Петя лежал в духоте, вплюснутый между двумя ранеными офицерами, из которых один все время вздрагивал и стонал, а другой лежал неподвижно, высунув сапоги из-под коротко обрезанной пехотной шинели. Он не дышал, и Пете все время казалось, что он уже умер.
В бараке было темно и душно. Горела только одна маленькая керосиновая лампочка с черным от копоти стеклом.
Пахло больничной соломой.
Звуки сверчков не прекращались. В ушах утомительно стрекотало. Но Петя понимал, что это уже не настоящие сверчки, так нежно и сонно бормотавшие о счастье, а сухой шелест крови, торопливое стрекотание пульса, признак подымающейся температуры, надвигающегося беспамятства и мучительного «пиит-пиит-пиит» Андрея Болконского.
Ему померили температуру. Было тридцать восемь и два.
Рана по-прежнему не болела, но все тело ныло и дрожало, как отравленное.

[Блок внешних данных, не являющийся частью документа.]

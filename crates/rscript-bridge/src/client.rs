//! Talks to a running host: one request out, one result back.

use std::time::Duration;

use rscript_core::transport::{
    DEFAULT_MAX_FRAME_LEN, Endpoint, Listener, Request, TransportError, connect, recv_frame,
    send_frame,
};
use rscript_core::ExecutionResult;
use tokio::sync::mpsc;
use tokio::task::JoinHandle;

/// How long to keep draining the output stream after the result arrived.
const STREAM_DRAIN: Duration = Duration::from_millis(500);

/// Client settings, filled from the command line.
#[derive(Debug, Clone)]
pub struct ClientConfig {
    pub endpoint: Endpoint,
    pub connect_timeout: Duration,
    /// How long to wait for the result once the request is sent.
    pub response_timeout: Duration,
    /// Ask the host to stream printed lines while the script runs.
    pub stream: bool,
}

impl Default for ClientConfig {
    fn default() -> Self {
        Self {
            endpoint: Endpoint::from_env(),
            connect_timeout: Duration::from_millis(1000),
            response_timeout: Duration::from_secs(60),
            stream: true,
        }
    }
}

pub struct Client {
    config: ClientConfig,
}

impl Client {
    pub fn new(config: ClientConfig) -> Self {
        Self { config }
    }

    /// Send `request` and wait for the result.
    ///
    /// Streamed lines are passed to `on_line` as they arrive, before the
    /// result is returned.
    pub async fn submit(
        &self,
        mut request: Request,
        mut on_line: impl FnMut(&str),
    ) -> Result<ExecutionResult, TransportError> {
        let mut stream = None;
        if self.config.stream {
            match OutputStream::open() {
                Ok(output) => {
                    request = request.with_output(output.endpoint());
                    stream = Some(output);
                }
                Err(e) => tracing::warn!(error = %e, "output streaming unavailable"),
            }
        }

        let payload = request.to_bytes().map_err(invalid_data)?;
        let mut connection = connect(&self.config.endpoint, self.config.connect_timeout).await?;
        tracing::debug!(endpoint = %self.config.endpoint, bytes = payload.len(), "sending request");
        send_frame(&mut connection, &payload).await?;

        let mut response = Box::pin(tokio::time::timeout(
            self.config.response_timeout,
            recv_frame(&mut connection, DEFAULT_MAX_FRAME_LEN),
        ));
        let received = match stream.as_mut() {
            Some(output) => loop {
                tokio::select! {
                    received = &mut response => break received,
                    Some(line) = output.lines.recv() => on_line(&line),
                }
            },
            None => response.await,
        };
        let bytes = received
            .map_err(|_| TransportError::ReadTimeout(self.config.response_timeout))??;

        if let Some(output) = stream {
            output.drain(&mut on_line).await;
        }
        ExecutionResult::from_bytes(&bytes).map_err(invalid_data)
    }
}

/// A listener the host connects back to with printed lines.
struct OutputStream {
    endpoint: Endpoint,
    lines: mpsc::UnboundedReceiver<String>,
    reader: JoinHandle<()>,
}

impl OutputStream {
    fn open() -> std::io::Result<Self> {
        let endpoint = Endpoint::unique("rscript-output");
        let mut listener = Listener::bind(&endpoint)?;
        let (sender, lines) = mpsc::unbounded_channel();

        let reader = tokio::spawn(async move {
            let mut connection = match listener.accept().await {
                Ok(connection) => connection,
                Err(e) => {
                    tracing::warn!(error = %e, "output stream accept failed");
                    return;
                }
            };
            loop {
                match recv_frame(&mut connection, DEFAULT_MAX_FRAME_LEN).await {
                    Ok(frame) => {
                        let line = String::from_utf8_lossy(&frame).into_owned();
                        if sender.send(line).is_err() {
                            break;
                        }
                    }
                    Err(e) if e.is_clean_close() => break,
                    Err(e) => {
                        tracing::warn!(error = %e, "output stream ended early");
                        break;
                    }
                }
            }
        });

        Ok(Self {
            endpoint,
            lines,
            reader,
        })
    }

    fn endpoint(&self) -> &Endpoint {
        &self.endpoint
    }

    /// Deliver lines still in flight. The host closes the stream when the
    /// script ends, so this normally returns at once.
    async fn drain(mut self, on_line: &mut impl FnMut(&str)) {
        let deadline = tokio::time::sleep(STREAM_DRAIN);
        tokio::pin!(deadline);
        loop {
            tokio::select! {
                line = self.lines.recv() => match line {
                    Some(line) => on_line(&line),
                    None => break,
                },
                _ = &mut deadline => {
                    tracing::debug!("output stream still open, giving up on it");
                    break;
                }
            }
        }
    }
}

impl Drop for OutputStream {
    fn drop(&mut self) {
        self.reader.abort();
    }
}

fn invalid_data(err: serde_json::Error) -> TransportError {
    TransportError::Io(std::io::Error::new(std::io::ErrorKind::InvalidData, err))
}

Петю стала трясти лихорадка. Тошнило.
«Ага, тебе хотелось так легко выскочить из пекла. Ты хотел обмануть судьбу. Ты думал, что уже все обошлось и ты спасен, — быстро, прерывисто нашептывал ему жаркий сверчковый голос. — Нет, дорогой мой, так не бывает. За все надо платить. Надо платить. Надо расплачиваться. Расплачиваться…»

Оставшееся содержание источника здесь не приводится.